The so-far-untapped opportunity that Google is chasing – articulated with greater frequency this year in ad tech circles – is to take a holistic approach to managing yield that spans multiple publisher revenue sources and screen form factors. This trend has accelerated with the rise of mobile and the resulting decline in screen real estate. With less space to serve ads and content, each decision matters more. In light of this trend, some believe content tech and ad tech systems are likely to merge over time.

But a CMS could be a tough sell for Google, especially as a number of publishers have lately staked their future on the strength of a proprietary CMS. Three prominent examples are Vox Media, whose vaunted Chorus CMS is considered its secret sauce, BuzzFeed, which has baked native advertising into its content platform, and The New York Times, where technology-powered storytelling is seen as core to its editorial and advertising mission. For such publishers, adopting a CMS from a large platform player like Google would be tantamount to outsourcing the very notion of innovation.

Additionally many established publishers have customized their content tools to integrate with legacy publishing systems. Many publishers use multiple CMSs, for instance a custom platform powered by Drupal alongside Wordpress for blogging.  So there’s a big technical hurdle to adopting any off-the-shelf solution Google has on offer. That’s setting aside the technical and human resources barriers required to migrate away from “good enough” content systems.

But what about this idea of holistic yield management?

“There are many ways to skin that cat without building a whole content management system,” said one senior executive at a major publisher. “An API into whatever yield-management system they have would be sufficient. But Google wants to own the whole stack.”
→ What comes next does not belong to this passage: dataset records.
#![doc = include_str!("../README.md")]

mod construct;
mod error;
mod grid;
mod square;
mod sums;
mod validator;
#[cfg(feature = "wasm")]
mod wasm;

pub use construct::generate;
pub use error::{ErrorKind, RangeViolation, ValidationError};
pub use grid::{Cell, check_structure};
pub use square::{Diagonal, Square, Symmetry};
pub use sums::{SumCheck, SumReport, check_sums, magic_constant};
pub use validator::{MagicSquareOutcome, Validator, ValidatorParams, is_magic_square, validate};
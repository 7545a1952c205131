use std::collections::BTreeSet;

use serde::{Deserialize, Serialize};

use crate::square::{Diagonal, Square};

/// How row and column sums are compared.
///
/// Both modes also require the two diagonals to agree and their sum to be
/// one of the row sums.
#[derive(Debug, Clone, Copy, Default, PartialEq, Eq, Hash, Serialize, Deserialize)]
#[serde(rename_all = "snake_case")]
pub enum SumCheck {
    /// The set of row sums equals the set of column sums.
    ///
    /// This is a weak equivalence: rows summing to `{8, 18, 19}` pass against
    /// columns summing to `{8, 18, 19}` even though no common total exists.
    SetEquality,
    /// All row sums and all column sums share one total, which the diagonals
    /// also hit.
    #[default]
    Uniform,
}

/// The sums of one square and the verdict under a [`SumCheck`].
#[derive(Debug, Clone, PartialEq, Eq, Serialize)]
pub struct SumReport {
    pub n: usize,
    pub row_sums: Vec<u64>,
    pub column_sums: Vec<u64>,
    /// Main diagonal first, then the anti-diagonal.
    pub diagonal_sums: [u64; 2],
    /// `n(n² + 1) / 2`, the total every line of a normal magic square has.
    pub magic_constant: u64,
    pub mode: SumCheck,
    pub matches: bool,
}

/// Returns `n(n² + 1) / 2`, saturating at `u64::MAX`.
pub fn magic_constant(n: usize) -> u64 {
    let n = n as u128;
    n.checked_mul(n * n + 1)
        .and_then(|t| u64::try_from(t / 2).ok())
        .unwrap_or(u64::MAX)
}

/// Computes every line sum of `square` and compares them under `mode`.
pub fn check_sums(square: &Square, mode: SumCheck) -> SumReport {
    let n = square.n();
    let row_sums: Vec<u64> = (0..n).map(|r| square.row(r).sum()).collect();
    let column_sums: Vec<u64> = (0..n).map(|c| square.column(c).sum()).collect();
    let diagonal_sums = [
        square.diagonal(Diagonal::Main).sum(),
        square.diagonal(Diagonal::Anti).sum(),
    ];

    let row_set: BTreeSet<u64> = row_sums.iter().copied().collect();
    let column_set: BTreeSet<u64> = column_sums.iter().copied().collect();
    let sets_match = row_set == column_set;
    let diagonals_match =
        diagonal_sums[0] == diagonal_sums[1] && row_set.contains(&diagonal_sums[0]);

    let matches = match mode {
        SumCheck::SetEquality => sets_match && diagonals_match,
        SumCheck::Uniform => row_set.len() == 1 && sets_match && diagonals_match,
    };

    SumReport {
        n,
        row_sums,
        column_sums,
        diagonal_sums,
        magic_constant: magic_constant(n),
        mode,
        matches,
    }
}
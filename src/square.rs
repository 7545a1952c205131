use std::iter::StepBy;
use std::ops::Range;

use serde::Serialize;

/// A square grid of order `n` holding exactly the integers `1..=n²`.
///
/// Values are only obtained through [`check_structure`](crate::check_structure)
/// or the constructions in this crate, so the range property always holds.
/// Whether the row, column and diagonal sums agree is a separate question
/// answered by [`check_sums`](crate::check_sums).
#[derive(Debug, Clone, PartialEq, Eq, Hash, Serialize)]
pub struct Square {
    n: usize,
    cells: Vec<u64>,
}

/// One of the two main diagonals.
#[derive(Debug, Clone, Copy, PartialEq, Eq, Hash)]
pub enum Diagonal {
    /// Top-left to bottom-right.
    Main,
    /// Top-right to bottom-left.
    Anti,
}

/// The eight symmetries of the square (the dihedral group D4).
#[derive(Debug, Clone, Copy, PartialEq, Eq, Hash)]
pub enum Symmetry {
    Identity,
    /// Quarter turn clockwise.
    Rotate90,
    Rotate180,
    Rotate270,
    /// Mirror across the vertical axis.
    FlipHorizontal,
    /// Mirror across the horizontal axis.
    FlipVertical,
    /// Mirror across the main diagonal.
    Transpose,
    /// Mirror across the anti-diagonal.
    AntiTranspose,
}

impl Symmetry {
    pub const ALL: [Symmetry; 8] = [
        Symmetry::Identity,
        Symmetry::Rotate90,
        Symmetry::Rotate180,
        Symmetry::Rotate270,
        Symmetry::FlipHorizontal,
        Symmetry::FlipVertical,
        Symmetry::Transpose,
        Symmetry::AntiTranspose,
    ];

    /// Maps a target position `(r, c)` to the source position it is read from.
    fn source(self, n: usize, r: usize, c: usize) -> (usize, usize) {
        let last = n - 1;
        match self {
            Symmetry::Identity => (r, c),
            Symmetry::Rotate90 => (last - c, r),
            Symmetry::Rotate180 => (last - r, last - c),
            Symmetry::Rotate270 => (c, last - r),
            Symmetry::FlipHorizontal => (r, last - c),
            Symmetry::FlipVertical => (last - r, c),
            Symmetry::Transpose => (c, r),
            Symmetry::AntiTranspose => (last - c, last - r),
        }
    }
}

impl Square {
    /// Wraps row-major cells without checking the range property.
    pub(crate) fn from_cells_unchecked(n: usize, cells: Vec<u64>) -> Self {
        debug_assert_eq!(cells.len(), n * n);
        Self { n, cells }
    }

    /// Returns the order of the square.
    pub fn n(&self) -> usize {
        self.n
    }

    /// Returns the value at position `(r, c)`.
    ///
    /// # Panics
    /// Panics if `r >= n` or `c >= n`.
    pub fn get(&self, r: usize, c: usize) -> u64 {
        assert!(r < self.n && c < self.n, "index out of bounds");
        self.cells[r * self.n + c]
    }

    /// Returns the cells as a flat slice in row-major order.
    ///
    /// The cell at position (r, c) is at index `r * n + c`.
    pub fn cells(&self) -> &[u64] {
        &self.cells
    }

    /// Returns the cells as a vector of rows.
    pub fn to_rows(&self) -> Vec<Vec<u64>> {
        self.cells.chunks(self.n).map(<[u64]>::to_vec).collect()
    }

    /// Flat positions of row `r`.
    pub fn row_indices(&self, r: usize) -> Range<usize> {
        r * self.n..(r + 1) * self.n
    }

    /// Flat positions of column `c`.
    pub fn column_indices(&self, c: usize) -> StepBy<Range<usize>> {
        (c..self.cells.len()).step_by(self.n)
    }

    /// Flat positions of a main diagonal.
    pub fn diagonal_indices(&self, diagonal: Diagonal) -> impl Iterator<Item = usize> + use<> {
        let n = self.n;
        (0..n).map(move |i| match diagonal {
            Diagonal::Main => i * (n + 1),
            Diagonal::Anti => i * n + (n - 1 - i),
        })
    }

    /// Values of row `r`, left to right.
    ///
    /// # Panics
    /// Panics if `r >= n`.
    pub fn row(&self, r: usize) -> impl Iterator<Item = u64> + '_ {
        assert!(r < self.n, "row index out of bounds");
        self.row_indices(r).map(|i| self.cells[i])
    }

    /// Values of column `c`, top to bottom.
    ///
    /// # Panics
    /// Panics if `c >= n`.
    pub fn column(&self, c: usize) -> impl Iterator<Item = u64> + '_ {
        assert!(c < self.n, "column index out of bounds");
        self.column_indices(c).map(|i| self.cells[i])
    }

    /// Values of a main diagonal, top row first.
    pub fn diagonal(&self, diagonal: Diagonal) -> impl Iterator<Item = u64> + '_ {
        self.diagonal_indices(diagonal).map(|i| self.cells[i])
    }

    /// Returns the image of this square under `symmetry`.
    ///
    /// Every symmetry maps rows and columns onto rows and columns and swaps
    /// or fixes the diagonals, so magic squares stay magic.
    pub fn transform(&self, symmetry: Symmetry) -> Square {
        let n = self.n;
        let cells = (0..n)
            .flat_map(|r| (0..n).map(move |c| (r, c)))
            .map(|(r, c)| {
                let (sr, sc) = symmetry.source(n, r, c);
                self.cells[sr * n + sc]
            })
            .collect();
        Self { n, cells }
    }
}

#[cfg(test)]
mod tests {
    use super::*;

    fn lo_shu() -> Square {
        Square::from_cells_unchecked(3, vec![2, 7, 6, 9, 5, 1, 4, 3, 8])
    }

    #[test]
    fn index_groupings() {
        let sq = Square::from_cells_unchecked(4, (1..=16).collect());
        assert_eq!(sq.row_indices(1).collect::<Vec<_>>(), vec![4, 5, 6, 7]);
        assert_eq!(sq.column_indices(2).collect::<Vec<_>>(), vec![2, 6, 10, 14]);
        assert_eq!(
            sq.diagonal_indices(Diagonal::Main).collect::<Vec<_>>(),
            vec![0, 5, 10, 15]
        );
        assert_eq!(
            sq.diagonal_indices(Diagonal::Anti).collect::<Vec<_>>(),
            vec![3, 6, 9, 12]
        );
    }

    #[test]
    fn order_one_diagonals_share_the_cell() {
        let sq = Square::from_cells_unchecked(1, vec![1]);
        assert_eq!(sq.diagonal(Diagonal::Main).collect::<Vec<_>>(), vec![1]);
        assert_eq!(sq.diagonal(Diagonal::Anti).collect::<Vec<_>>(), vec![1]);
    }

    #[test]
    fn views_read_the_right_cells() {
        let sq = lo_shu();
        assert_eq!(sq.row(1).collect::<Vec<_>>(), vec![9, 5, 1]);
        assert_eq!(sq.column(0).collect::<Vec<_>>(), vec![2, 9, 4]);
        assert_eq!(sq.diagonal(Diagonal::Anti).collect::<Vec<_>>(), vec![6, 5, 4]);
        assert_eq!(sq.get(2, 2), 8);
        assert_eq!(sq.to_rows(), vec![vec![2, 7, 6], vec![9, 5, 1], vec![4, 3, 8]]);
    }

    #[test]
    #[should_panic(expected = "row index out of bounds")]
    fn row_out_of_bounds_panics() {
        let _ = lo_shu().row(3);
    }

    #[test]
    #[should_panic(expected = "column index out of bounds")]
    fn column_out_of_bounds_panics() {
        let _ = lo_shu().column(3);
    }

    #[test]
    fn rotations_compose() {
        let sq = lo_shu();
        assert_eq!(
            sq.transform(Symmetry::Rotate90).to_rows(),
            vec![vec![4, 9, 2], vec![3, 5, 7], vec![8, 1, 6]]
        );
        let twice = sq
            .transform(Symmetry::Rotate90)
            .transform(Symmetry::Rotate90);
        assert_eq!(twice, sq.transform(Symmetry::Rotate180));
        let thrice = twice.transform(Symmetry::Rotate90);
        assert_eq!(thrice, sq.transform(Symmetry::Rotate270));
        assert_eq!(thrice.transform(Symmetry::Rotate90), sq);
    }

    #[test]
    fn reflections_are_involutions() {
        let sq = lo_shu();
        for sym in [
            Symmetry::FlipHorizontal,
            Symmetry::FlipVertical,
            Symmetry::Transpose,
            Symmetry::AntiTranspose,
        ] {
            assert_eq!(sq.transform(sym).transform(sym), sq, "{:?}", sym);
        }
        assert_eq!(
            sq.transform(Symmetry::Transpose).to_rows(),
            vec![vec![2, 9, 4], vec![7, 5, 3], vec![6, 1, 8]]
        );
    }

    #[test]
    fn symmetries_are_distinct_on_lo_shu() {
        let images: std::collections::HashSet<_> = Symmetry::ALL
            .iter()
            .map(|&s| lo_shu().transform(s))
            .collect();
        assert_eq!(images.len(), 8);
    }
}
Even so, for every Vox Media there may be a Meredith Corp. or a McClatchy Co., both well regarded print publishers that may lack the resources to continually invest in content distribution tools. For those that already have a solid relationship with Google, the allure of a closer partnership could be strong.

From Google’s standpoint the opportunity is clear. Within the broadening programmatic arena, premium publishers are the belles at the ball, swarmed by would-be dance partners that include SSPs (PubMatic, Rubicon Project, OpenX and, yes, Google); ad networks (Criteo, Rocket Fuel and, again, Google), content recommendation vendors (Taboola, Outbrain, AOL’s Gravity) and analytics and data specialists (AddThis, ShareThis, ChartBeat), to name a handful.

While development of Google’s CMS has begun, its completion may not be assured. One senior publisher source said Google has been relatively silent after numerous meetings extending from summer to late fall 2013. And another person with knowledge of Google’s plans suggested there’s no guarantee a CMS product will come to market at all.

After all, Google has dabbled in content technology projects over the years, but those efforts have tended to fizzle. There’s the Blogger platform, acquired in 2003 and still up on cinderblocks. And back in 2009, it worked with The Washington Post and the Times on a project called Living Stories, but that too never amounted to much.